Lakebed core samples were taken from Crystal Lake, an LTER lake, and analyzed for pollen: a compressed image of plant life over time. My project illustrates what the upland area around Crystal Lake may have looked like at different time periods: pre-settlement dominated by white pine; human impacts of logging; and transition species of white birch which would have come in after the logging and extensive wildfires.
I have hand-woven these pieces on my jacquard loom. The base material in the pieces is cotton thread, slightly heavier than sewing thread. I can control each individual warp thread on the loom giving me artistic flexibility usually not found in weaving.
Fiber Art, Bonnie Peterson
Ice Phenology, 12" H x 28" W
Embroidery on silk, and velvet.
The duration of annual ice cover on Madison, WI's Lake Mendota is graphed next to a definition of the term phenology.
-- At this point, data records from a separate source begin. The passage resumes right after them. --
//! Media filters for the pinflow pin protocol
//!
//! This crate provides concrete processing stages built on
//! [`pinflow::Filter`]: a host-fed source, a collecting sink, an RGB to
//! planar YUV converter, video and audio encoders and decoders, and an
//! audio renderer. Codecs and audio devices are external collaborators
//! reached through traits; [`reference`] ships identity implementations
//! used by the tests and the `transcode` demo.
//!
//! ## Filters
//! - **AppSource**: output-only; the host pushes samples, end-of-stream and flushes
//! - **CollectSink**: input-only; records everything it receives
//! - **ColorConverter**: RGB24/RGB32 to YV12/I420 (BT.601)
//! - **VideoEncoder**: I420/YV12/YUY2 to VP8/VP9 through a [`pinflow::codec::VideoEncoderCodec`]
//! - **VideoDecoder**: VP8/VP9 to I420/YV12 through a [`pinflow::codec::VideoDecoderCodec`]
//! - **AudioDecoder**: Vorbis to interleaved float PCM in wire channel order
//! - **AudioEncoder**: interleaved float PCM to Vorbis
//! - **AudioRenderer**: writes PCM to an [`audio_renderer::AudioDevice`]
//!
//! ## Pins
//! Every filter exposes its pin ids as associated constants (`INPUT`,
//! `OUTPUT`), in the order of its pin templates.
//!
//! ## Example
//! ```
//! use pinflow::{Filter, FormatDescriptor, Graph, Sample, Subtype, VideoFormat};
//! use pinflow_filters::{AppSource, CollectSink};
//!
//! # fn main() -> pinflow::Result<()> {
//! let format = FormatDescriptor::video(Subtype::I420, VideoFormat::new(4, 2));
//! let source = Filter::new("source", AppSource::new(vec![format]));
//! let sink = CollectSink::new();
//! let records = sink.handle();
//! let sink = Filter::new("sink", sink);
//!
//! let mut graph = Graph::new();
//! graph.add(&source);
//! graph.add(&sink);
//! graph.connect(&source, AppSource::OUTPUT, &sink, CollectSink::INPUT, None)?;
//! graph.run()?;
//!
//! source.push_output(AppSource::OUTPUT, Sample::from_vec(vec![0; 12]).with_time(0, Some(10)))?;
//! source.push_output_end_of_stream(AppSource::OUTPUT)?;
//! let collected = records.wait_for_end_of_stream(1, std::time::Duration::from_secs(5))?;
//! assert_eq!(collected.samples.len(), 1);
//! graph.stop()?;
//! # Ok(())
//! # }
//! ```

// SPDX-FileCopyrightText: 2025 Contributors to the pinflow project.
// SPDX-License-Identifier: Apache-2.0

/// Host-fed source filter
pub mod app_source;

/// Vorbis to float PCM decoder filter
pub mod audio_decoder;

/// Float PCM to Vorbis encoder filter
pub mod audio_encoder;

/// PCM renderer and the audio device contract
pub mod audio_renderer;

/// Sink that records what it receives
pub mod collect_sink;

/// RGB to planar YUV converter
pub mod color_convert;

/// Planar 4:2:0 picture helpers
pub mod planar;

/// Identity codecs implementing the codec contracts
pub mod reference;

/// VP8/VP9 decoder filter
pub mod video_decoder;

/// VP8/VP9 encoder filter
pub mod video_encoder;

pub use app_source::AppSource;
pub use audio_decoder::AudioDecoder;
pub use audio_encoder::{AudioEncoder, AudioEncoderConfig};
pub use audio_renderer::{AudioDevice, AudioRenderer, MemoryDevice};
pub use collect_sink::{CollectHandle, CollectSink, Collected, CollectedSample};
pub use color_convert::ColorConverter;
pub use video_decoder::VideoDecoder;
pub use video_encoder::{EncoderConfig, EndUsage, KeyframeMode, PassMode, VideoEncoder};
Text: Phenology is the study of the timing of natural events. Phenological records provide comparisons between years and among geographic regions. Examples include the date of emergence of leaves and flowers, the first appearance of migratory birds. Because many such phenomena are very sensitive to small variations in climate, especially temperature, phenological records can be a useful proxy for temperature in historical study of climate change.
Photograph, Jeff Richter
A Walk Intro the Unknown
In a world that grows more complex by the minute, we seek answers to big issues in black and white. We want to identify a culprit to blame and a hero to believe in. Reality suggests that issues as complex as climate change are best described in shades of grey.
With this image, I hope to suggest shades of grey. It’s a photo of a mostly mature red pine forest near my home in northern Wisconsin. Here, red pines are a species at risk to warming temperatures. We frequently overlook importance of upland forests to our water resources. The road and fog suggest we are navigating into uncharted territory.
To those who still question climate change , I pose a simple question. What if you are wrong? Are you willing to gamble with the future of all the peoples of the earth in the name of skepticism. The clock is ticking.